From 9b6cb946471b45a2b9f98e0ed233f624db348bdf Mon Sep 17 00:00:00 2001
From: Sammy Sidhu <samster25@users.noreply.github.com>
Date: Fri, 9 Feb 2024 12:58:03 -0800
Subject: [PATCH] [BUG] Protect Global Context With Mutex (#1857)

* Fixes race condition with Daft is being ran with multiple threads and
creates multiple Runners. This leads to the issue of cached partition
sets being dropped. Like we see in
https://github.com/Eventual-Inc/Daft/issues/1843
closes: https://github.com/Eventual-Inc/Daft/issues/1843
---
 daft/context.py              | 153 ++++++++++++++++++++++-------------
 daft/runners/partitioning.py |  28 ++++---
 daft/runners/pyrunner.py     |   6 +-
 daft/runners/ray_runner.py   |   7 +-
 4 files changed, 118 insertions(+), 76 deletions(-)

diff --git a/daft/context.py b/daft/context.py
index 84e219e27f..d12e34fd71 100644
--- a/daft/context.py
+++ b/daft/context.py
@@ -13,6 +13,8 @@
 
 logger = logging.getLogger(__name__)
 
+import threading
+
 
 class _RunnerConfig:
     name = ClassVar[str]
@@ -59,28 +61,60 @@ class DaftContext:
 
     # When a dataframe is executed, this config is copied into the Runner
     # which then keeps track of a per-unique-execution-ID copy of the config, using it consistently throughout the execution
-    daft_execution_config: PyDaftExecutionConfig = PyDaftExecutionConfig()

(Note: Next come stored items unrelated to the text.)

use crate::simulation::cell::{Cell, GpuCell};

/// Square grid of cells plus the generation counter.
///
/// Cells are stored row-major: `(x, y)` lives at index `y * size + x`.
#[derive(Clone, Debug, PartialEq, Eq)]
pub struct Grid {
    size: usize,
    cells: Vec<Cell>,
    generation: u64,
}

impl Grid {
    /// Create an all-dead grid at generation 0
    pub fn new(size: usize) -> Self {
        assert!(size > 0, "grid size must be positive");
        Self {
            size,
            cells: vec![Cell::Dead; size * size],
            generation: 0,
        }
    }

    /// Build the successor of `self` from already computed cells.
    pub(crate) fn successor(&self, cells: Vec<Cell>) -> Self {
        debug_assert_eq!(cells.len(), self.cells.len());
        Self {
            size: self.size,
            cells,
            generation: self.generation + 1,
        }
    }

    pub fn size(&self) -> usize {
        self.size
    }

    pub fn generation(&self) -> u64 {
        self.generation
    }

    pub fn cells(&self) -> &[Cell] {
        &self.cells
    }

    fn index(&self, x: usize, y: usize) -> Option<usize> {
        (x < self.size && y < self.size).then(|| y * self.size + x)
    }

    pub fn get(&self, x: usize, y: usize) -> Option<Cell> {
        self.index(x, y).map(|i| self.cells[i])
    }

    /// Flip the cell at `(x, y)`. Out-of-bounds coordinates leave the grid
    /// untouched; returns whether a cell changed.
    pub fn toggle(&mut self, x: usize, y: usize) -> bool {
        match self.index(x, y) {
            Some(i) => {
                self.cells[i] = self.cells[i].toggled();
                true
            }
            None => false,
        }
    }

    /// Replace every cell with `f(x, y)`. Generation is left alone.
    pub fn set_all<F>(&mut self, mut f: F)
    where
        F: FnMut(usize, usize) -> Cell,
    {
        let size = self.size;
        for (i, cell) in self.cells.iter_mut().enumerate() {
            *cell = f(i % size, i / size);
        }
    }

    pub fn count_alive(&self) -> usize {
        self.cells.iter().filter(|cell| cell.is_alive()).count()
    }

    /// Value equality of the cells alone, ignoring the generation counter
    pub fn same_cells(&self, other: &Grid) -> bool {
        self.size == other.size && self.cells == other.cells
    }

    /// Coordinates of every alive cell, row by row
    #[cfg(test)]
    pub fn alive_cells(&self) -> impl Iterator<Item = (usize, usize)> + '_ {
        let size = self.size;
        self.cells
            .iter()
            .enumerate()
            .filter(|(_, cell)| cell.is_alive())
            .map(move |(i, _)| (i % size, i / size))
    }

    /// Cells in the layout expected by the render shader
    pub fn to_gpu_cells(&self) -> Vec<GpuCell> {
        self.cells.iter().copied().map(GpuCell::from).collect()
    }

    /// Grid with the given cells alive, for tests
    #[cfg(test)]
    pub fn with_alive(size: usize, alive: &[(usize, usize)]) -> Self {
        let mut grid = Self::new(size);
        for &(x, y) in alive {
            grid.toggle(x, y);
        }
        grid
    }
}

+    _daft_execution_config: PyDaftExecutionConfig = PyDaftExecutionConfig()
 
     # Non-execution calls (e.g. creation of a dataframe, logical plan building etc) directly reference values in this config
-    daft_planning_config: PyDaftPlanningConfig = PyDaftPlanningConfig()
+    _daft_planning_config: PyDaftPlanningConfig = PyDaftPlanningConfig()
 
-    runner_config: _RunnerConfig = dataclasses.field(default_factory=_get_runner_config_from_env)
-    disallow_set_runner: bool = False
+    _runner_config: _RunnerConfig = dataclasses.field(default_factory=_get_runner_config_from_env)
+    _disallow_set_runner: bool = False
     _runner: Runner | None = None
 
+    _instance: ClassVar[DaftContext | None] = None
+    _lock: ClassVar[threading.Lock] = threading.Lock()
+
+    def __new__(cls):
+        if cls._instance is None:
+            with cls._lock:
+                # Another thread could have created the instance
+                # before we acquired the lock. So check that the
+                # instance is still nonexistent.
+                if not cls._instance:
+                    cls._instance = super().__new__(cls)
+        return cls._instance
+
     def runner(self) -> Runner:
+        with self._lock:
+            return self._get_runner()
+
+    @property
+    def daft_execution_config(self) -> PyDaftExecutionConfig:
+        with self._lock:
+            return self._daft_execution_config
+
+    @property
+    def daft_planning_config(self) -> PyDaftPlanningConfig:
+        with self._lock:
+            return self._daft_planning_config
+
+    @property
+    def runner_config(self) -> _RunnerConfig:
+        with self._lock:
+            return self._runner_config
+
+    def _get_runner(self) -> Runner:
         if self._runner is not None:
             return self._runner
 
-        if self.runner_config.name == "ray":
+        if self._runner_config.name == "ray":
             from daft.runners.ray_runner import RayRunner
 
-            assert isinstance(self.runner_config, _RayRunnerConfig)
+            assert isinstance(self._runner_config, _RayRunnerConfig)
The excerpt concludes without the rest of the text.